La vraie cause de toute souffrance est notre conditionnement global. Il est constitué à la fois de blessures psychiques (les cinq blessures dont je parle régulièrement) et de l’impression atavique de séparation d’avec notre nature profonde. Dans cette chronique, cependant, nous allons nous en tenir à un aspect particulier et essentiel de la souffrance humaine : le décalage colossal entre nos préférences ou les vraies aspirations de notre cœur et la réalité existentielle telle que nous la vivons, telle que nous l’endurons. En fait, nous maintenons notre mal de vivre du seul fait de rester pris dans des décalages jamais considérés.
Beaucoup n’en sont pas du tout conscients, mais nous aspirons TOUS à la paix, à la joie et à l’amour. Tous, nous avons besoin de nous épanouir, d’être épanouis. En d’autres termes, nous avons besoin de vivre et de manifester ce que nous sommes. Ce que nous sommes et que nous ne pouvons pas ne pas être, est seulement voilé par notre conditionnement. Ce dernier, nous l’ignorons ou le dédaignons, tout en lui accordant crédit et alors même qu’il domine tout le temps. Ce qu’exprime le cœur est étouffé par ce que crie le mental, le penser. Les décalages que nous pouvons finir par déplorer sont d’abord ceux que, malgré nous, nous mettons en place ou que nous cultivons. Nous sommes aussi responsables des décalages qui nous occasionnent tant de « chutes » et de déconvenues…

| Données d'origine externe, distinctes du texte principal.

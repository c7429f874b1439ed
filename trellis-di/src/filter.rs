//! Registration-time filtering of element descriptors.
//!
//! Before an element is registered, its descriptor is passed through a pipeline of
//! [ContextFilter]s. The element is discarded if any filter decides so. The built-in
//! [ProfileFilter] evaluates [activation constraints](crate::element::ActivationConstraints)
//! against the currently active profiles.

use crate::element::ElementDescriptor;
use fxhash::FxHashSet;
use itertools::Itertools;
#[cfg(test)]
use mockall::automock;
use std::cmp::Reverse;

pub type ContextFilterPtr = Box<dyn ContextFilter + Send + Sync>;

/// Read-only snapshot of external activation state, e.g. active profiles.
#[derive(Clone, Default, Debug)]
pub struct ActivationState {
    pub active_profiles: FxHashSet<String>,
}

impl ActivationState {
    pub fn new<I, T>(active_profiles: I) -> Self
    where
        I: IntoIterator<Item = T>,
        T: ToString,
    {
        Self {
            active_profiles: active_profiles
                .into_iter()
                .map(|profile| profile.to_string())
                .collect(),
        }
    }

    #[inline]
    pub fn is_profile_active(&self, profile: &str) -> bool {
        self.active_profiles.contains(profile)
    }
}

/// Decides if a discovered element should be registered.
#[cfg_attr(test, automock)]
pub trait ContextFilter {
    /// Filters with higher priority are evaluated first. Default 0.
    fn priority(&self) -> i8 {
        0
    }

    /// Returns true if the element should not be registered.
    fn discard(&self, descriptor: &ElementDescriptor, activation: &ActivationState) -> bool;
}

/// Discards elements whose required profiles are not all active, or which have any forbidden
/// profile active.
#[derive(Clone, Copy, Default, Debug, Eq, PartialEq)]
pub struct ProfileFilter;

impl ContextFilter for ProfileFilter {
    fn discard(&self, descriptor: &ElementDescriptor, activation: &ActivationState) -> bool {
        let constraints = &descriptor.activation;
        constraints
            .required_profiles
            .iter()
            .any(|profile| !activation.is_profile_active(profile))
            || constraints
                .forbidden_profiles
                .iter()
                .any(|profile| activation.is_profile_active(profile))
    }
}

/// Ordered set of [ContextFilter]s.
pub struct ContextFilterPipeline {
    filters: Vec<ContextFilterPtr>,
}

impl ContextFilterPipeline {
    pub fn new(filters: Vec<ContextFilterPtr>) -> Self {
        Self {
            filters: filters
                .into_iter()
                .sorted_by_key(|filter| Reverse(filter.priority()))
                .collect(),
        }
    }

    /// Returns true if any filter discards the element.
    pub fn discard(&self, descriptor: &ElementDescriptor, activation: &ActivationState) -> bool {
        self.filters
            .iter()
            .any(|filter| filter.discard(descriptor, activation))
    }
}

#[cfg(test)]
mod tests {
    use crate::element::{ElementDescriptor, ElementSeed, ElementSource};
    use crate::filter::{
        ActivationState, ContextFilter, ContextFilterPipeline, ContextFilterPtr,
        MockContextFilter, ProfileFilter,
    };
    use mockall::Sequence;

    struct TestElement;

    fn descriptor(seed: ElementSeed) -> ElementDescriptor {
        ElementDescriptor::new(seed, ElementSource::constructor(|_| Ok(TestElement)))
    }

    #[test]
    fn should_keep_unconstrained_elements() {
        let filter = ProfileFilter;
        let descriptor = descriptor(ElementSeed::new("a"));

        assert!(!filter.discard(&descriptor, &ActivationState::default()));
        assert!(!filter.discard(&descriptor, &ActivationState::new(["dev"])));
    }

    #[test]
    fn should_discard_on_missing_required_profile() {
        let filter = ProfileFilter;
        let descriptor = descriptor(
            ElementSeed::new("a")
                .with_required_profile("x")
                .with_required_profile("y"),
        );

        assert!(filter.discard(&descriptor, &ActivationState::default()));
        assert!(filter.discard(&descriptor, &ActivationState::new(["x"])));
        assert!(!filter.discard(&descriptor, &ActivationState::new(["x", "y", "z"])));
    }

    #[test]
    fn should_discard_on_forbidden_profile() {
        let filter = ProfileFilter;
        let descriptor = descriptor(ElementSeed::new("a").with_forbidden_profile("prod"));

        assert!(!filter.discard(&descriptor, &ActivationState::new(["dev"])));
        assert!(filter.discard(&descriptor, &ActivationState::new(["dev", "prod"])));
    }

    #[test]
    fn should_evaluate_filters_by_priority() {
        let mut seq = Sequence::new();

        let mut low = MockContextFilter::new();
        low.expect_priority().return_const(-1i8);
        let mut high = MockContextFilter::new();
        high.expect_priority().return_const(10i8);

        high.expect_discard()
            .times(1)
            .in_sequence(&mut seq)
            .return_const(false);
        low.expect_discard()
            .times(1)
            .in_sequence(&mut seq)
            .return_const(true);

        let pipeline = ContextFilterPipeline::new(vec![
            Box::new(low) as ContextFilterPtr,
            Box::new(high) as ContextFilterPtr,
        ]);

        assert!(pipeline.discard(
            &descriptor(ElementSeed::new("a")),
            &ActivationState::default()
        ));
    }

    #[test]
    fn should_keep_when_no_filter_discards() {
        let pipeline =
            ContextFilterPipeline::new(vec![Box::new(ProfileFilter) as ContextFilterPtr]);

        assert!(!pipeline.discard(
            &descriptor(ElementSeed::new("a")),
            &ActivationState::default()
        ));
    }
}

D’une manière habituelle, vous sentez-vous en accord avec ce que vous vivez, au travail, à la maison, dans vos diverses relations (intimes, amicales, professionnelles, associatives…) ? Vous sentez-vous régulièrement en harmonie avec autrui ? Faites-vous l’expérience de vrais partages ? Avez-vous plus ou moins du mal à vous adapter aux nouvelles situations (rencontres, activités, déménagements…) ? Et trouvez-vous un écho favorable ou bienveillant aux choix qui vous semblent évidents ? Vos réponses pourraient révéler le degré auquel vous vous sentez parfois en décalage. Nous ne déplorons pas tous les décalages à travers lesquels nous évoluons effectivement, parce que nous nous y sommes habitués, et ce sont leurs effets qui nous font réagir au quotidien.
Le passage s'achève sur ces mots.